### Problem
Word for word, repeat each entry that follows.

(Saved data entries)
────────────────────────────────────────
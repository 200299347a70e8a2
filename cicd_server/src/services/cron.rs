//! One dispatch loop firing registered cron schedules.
//!
//! Callbacks return a future that the engine spawns on its own tracker, so a
//! slow trigger never delays the next fire.

use std::collections::BTreeMap;
use std::str::FromStr;
use std::sync::atomic::{AtomicU64, Ordering};
use std::sync::{Arc, Mutex, PoisonError};
use std::time::Duration;

use chrono::{DateTime, Utc};
use cron::Schedule;
use futures::future::{BoxFuture, FutureExt};
use tokio::sync::Notify;
use tokio_util::sync::CancellationToken;
use tokio_util::task::TaskTracker;

use crate::error::{CicdError, Result};

pub type EntryId = u64;

/// Invoked with the scheduled fire time.
pub type CronCallback = Arc<dyn Fn(DateTime<Utc>) -> BoxFuture<'static, ()> + Send + Sync>;

/// Wrap an async closure as a [`CronCallback`].
pub fn callback<F, Fut>(f: F) -> CronCallback
where
    F: Fn(DateTime<Utc>) -> Fut + Send + Sync + 'static,
    Fut: std::future::Future<Output = ()> + Send + 'static,
{
    Arc::new(move |at| f(at).boxed())
}

struct Entry {
    expression: String,
    schedule: Schedule,
    next: Option<DateTime<Utc>>,
    callback: CronCallback,
}

/// Parse a 6/7-field expression; 5-field expressions get a `0` seconds field.
pub fn parse_schedule(expression: &str) -> Result<Schedule> {
    let trimmed = expression.trim();
    let normalized = if trimmed.split_whitespace().count() == 5 {
        format!("0 {trimmed}")
    } else {
        trimmed.to_string()
    };
    Schedule::from_str(&normalized)
        .map_err(|e| CicdError::Validation(format!("invalid cron expression '{expression}': {e}")))
}

#[derive(Default)]
pub struct CronEngine {
    entries: Mutex<BTreeMap<EntryId, Entry>>,
    next_id: AtomicU64,
    wake: Notify,
    tracker: TaskTracker,
}

impl CronEngine {
    pub fn new() -> Self {
        Self::default()
    }

    pub fn add(&self, expression: &str, callback: CronCallback) -> Result<EntryId> {
        let schedule = parse_schedule(expression)?;
        let next = schedule.upcoming(Utc).next();
        let id = self.next_id.fetch_add(1, Ordering::Relaxed) + 1;
        self.lock().insert(
            id,
            Entry {
                expression: expression.trim().to_string(),
                schedule,
                next,
                callback,
            },
        );
        self.wake.notify_one();
        Ok(id)
    }

    pub fn remove(&self, id: EntryId) -> bool {
        let removed = self.lock().remove(&id).is_some();
        if removed {
            self.wake.notify_one();
        }
        removed
    }

    pub fn len(&self) -> usize {
        self.lock().len()
    }

    pub fn is_empty(&self) -> bool {
        self.len() == 0
    }

    pub fn next_fire(&self, id: EntryId) -> Option<DateTime<Utc>> {
        self.lock().get(&id).and_then(|e| e.next)
    }

    pub fn expression(&self, id: EntryId) -> Option<String> {
        self.lock().get(&id).map(|e| e.expression.clone())
    }

    fn lock(&self) -> std::sync::MutexGuard<'_, BTreeMap<EntryId, Entry>> {
        self.entries.lock().unwrap_or_else(PoisonError::into_inner)
    }

    /// Take every entry due at `now`, advancing each to its next fire time.
    fn take_due(&self, now: DateTime<Utc>) -> Vec<(DateTime<Utc>, CronCallback)> {
        let mut due = Vec::new();
        let mut entries = self.lock();
        for entry in entries.values_mut() {
            if let Some(at) = entry.next.filter(|at| *at <= now) {
                due.push((at, entry.callback.clone()));
                entry.next = entry.schedule.after(&now).next();
            }
        }
        entries.retain(|_, e| e.next.is_some());
        due
    }

    fn earliest(&self) -> Option<DateTime<Utc>> {
        self.lock().values().filter_map(|e| e.next).min()
    }

    /// Dispatch loop. Returns when `cancel` fires, after in-flight callbacks finish.
    pub async fn run(&self, cancel: CancellationToken) {
        tracing::info!(entries = self.len(), "Cron engine started");
        loop {
            let wait = self
                .earliest()
                .map(|at| (at - Utc::now()).to_std().unwrap_or(Duration::ZERO));

            tokio::select! {
                _ = cancel.cancelled() => break,
                _ = self.wake.notified() => continue,
                _ = sleep_for(wait) => {}
            }

            for (fired_at, callback) in self.take_due(Utc::now()) {
                self.tracker.spawn(callback(fired_at));
            }
        }
        self.tracker.close();
        self.tracker.wait().await;
        tracing::info!("Cron engine stopped");
    }
}

async fn sleep_for(wait: Option<Duration>) {
    match wait {
        Some(d) => tokio::time::sleep(d).await,
        None => std::future::pending().await,
    }
}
────────────────────────────────────────
### Reply to the task
repository 200299347a70e8a2
filename cicd_server/src/services/cron.rs
//! One dispatch loop firing registered cron schedules.
//!
//! Callbacks return a future that the engine spawns on its own tracker, so a
//! slow trigger never delays the next fire.

use std::collections::BTreeMap;
use std::str::FromStr;
use std::sync::atomic::{AtomicU64, Ordering};
use std::sync::{Arc, Mutex, PoisonError};
use std::time::Duration;

use chrono::{DateTime, Utc};
use cron::Schedule;
use futures::future::{BoxFuture, FutureExt};
use tokio::sync::Notify;
use tokio_util::sync::CancellationToken;
use tokio_util::task::TaskTracker;

use crate::error::{CicdError, Result};

pub type EntryId = u64;

/// Invoked with the scheduled fire time.
pub type CronCallback = Arc<dyn Fn(DateTime<Utc>) -> BoxFuture<'static, ()> + Send + Sync>;

/// Wrap an async closure as a [`CronCallback`].
pub fn callback<F, Fut>(f: F) -> CronCallback
where
    F: Fn(DateTime<Utc>) -> Fut + Send + Sync + 'static,
    Fut: std::future::Future<Output = ()> + Send + 'static,
{
    Arc::new(move |at| f(at).boxed())
}

struct Entry {
    expression: String,
    schedule: Schedule,
    next: Option<DateTime<Utc>>,
    callback: CronCallback,
}

/// Parse a 6/7-field expression; 5-field expressions get a `0` seconds field.
pub fn parse_schedule(expression: &str) -> Result<Schedule> {
    let trimmed = expression.trim();
    let normalized = if trimmed.split_whitespace().count() == 5 {
        format!("0 {trimmed}")
    } else {
        trimmed.to_string()
    };
    Schedule::from_str(&normalized)
        .map_err(|e| CicdError::Validation(format!("invalid cron expression '{expression}': {e}")))
}

#[derive(Default)]
pub struct CronEngine {
    entries: Mutex<BTreeMap<EntryId, Entry>>,
    next_id: AtomicU64,
    wake: Notify,
    tracker: TaskTracker,
}

impl CronEngine {
    pub fn new() -> Self {
        Self::default()
    }

    pub fn add(&self, expression: &str, callback: CronCallback) -> Result<EntryId> {
        let schedule = parse_schedule(expression)?;
        let next = schedule.upcoming(Utc).next();
        let id = self.next_id.fetch_add(1, Ordering::Relaxed) + 1;
        self.lock().insert(
            id,
            Entry {
                expression: expression.trim().to_string(),
                schedule,
                next,
                callback,
            },
        );
        self.wake.notify_one();
        Ok(id)
    }

    pub fn remove(&self, id: EntryId) -> bool {
        let removed = self.lock().remove(&id).is_some();
        if removed {
            self.wake.notify_one();
        }
        removed
    }

    pub fn len(&self) -> usize {
        self.lock().len()
    }

    pub fn is_empty(&self) -> bool {
        self.len() == 0
    }

    pub fn next_fire(&self, id: EntryId) -> Option<DateTime<Utc>> {
        self.lock().get(&id).and_then(|e| e.next)
    }

    pub fn expression(&self, id: EntryId) -> Option<String> {
        self.lock().get(&id).map(|e| e.expression.clone())
    }

    fn lock(&self) -> std::sync::MutexGuard<'_, BTreeMap<EntryId, Entry>> {
        self.entries.lock().unwrap_or_else(PoisonError::into_inner)
    }

    /// Take every entry due at `now`, advancing each to its next fire time.
    fn take_due(&self, now: DateTime<Utc>) -> Vec<(DateTime<Utc>, CronCallback)> {
        let mut due = Vec::new();
        let mut entries = self.lock();
        for entry in entries.values_mut() {
            if let Some(at) = entry.next.filter(|at| *at <= now) {
                due.push((at, entry.callback.clone()));
                entry.next = entry.schedule.after(&now).next();
            }
        }
        entries.retain(|_, e| e.next.is_some());
        due
    }

    fn earliest(&self) -> Option<DateTime<Utc>> {
        self.lock().values().filter_map(|e| e.next).min()
    }

    /// Dispatch loop. Returns when `cancel` fires, after in-flight callbacks finish.
    pub async fn run(&self, cancel: CancellationToken) {
        tracing::info!(entries = self.len(), "Cron engine started");
        loop {
            let wait = self
                .earliest()
                .map(|at| (at - Utc::now()).to_std().unwrap_or(Duration::ZERO));

            tokio::select! {
                _ = cancel.cancelled() => break,
                _ = self.wake.notified() => continue,
                _ = sleep_for(wait) => {}
            }

            for (fired_at, callback) in self.take_due(Utc::now()) {
                self.tracker.spawn(callback(fired_at));
            }
        }
        self.tracker.close();
        self.tracker.wait().await;
        tracing::info!("Cron engine stopped");
    }
}

async fn sleep_for(wait: Option<Duration>) {
    match wait {
        Some(d) => tokio::time::sleep(d).await,
        None => std::future::pending().await,
    }
}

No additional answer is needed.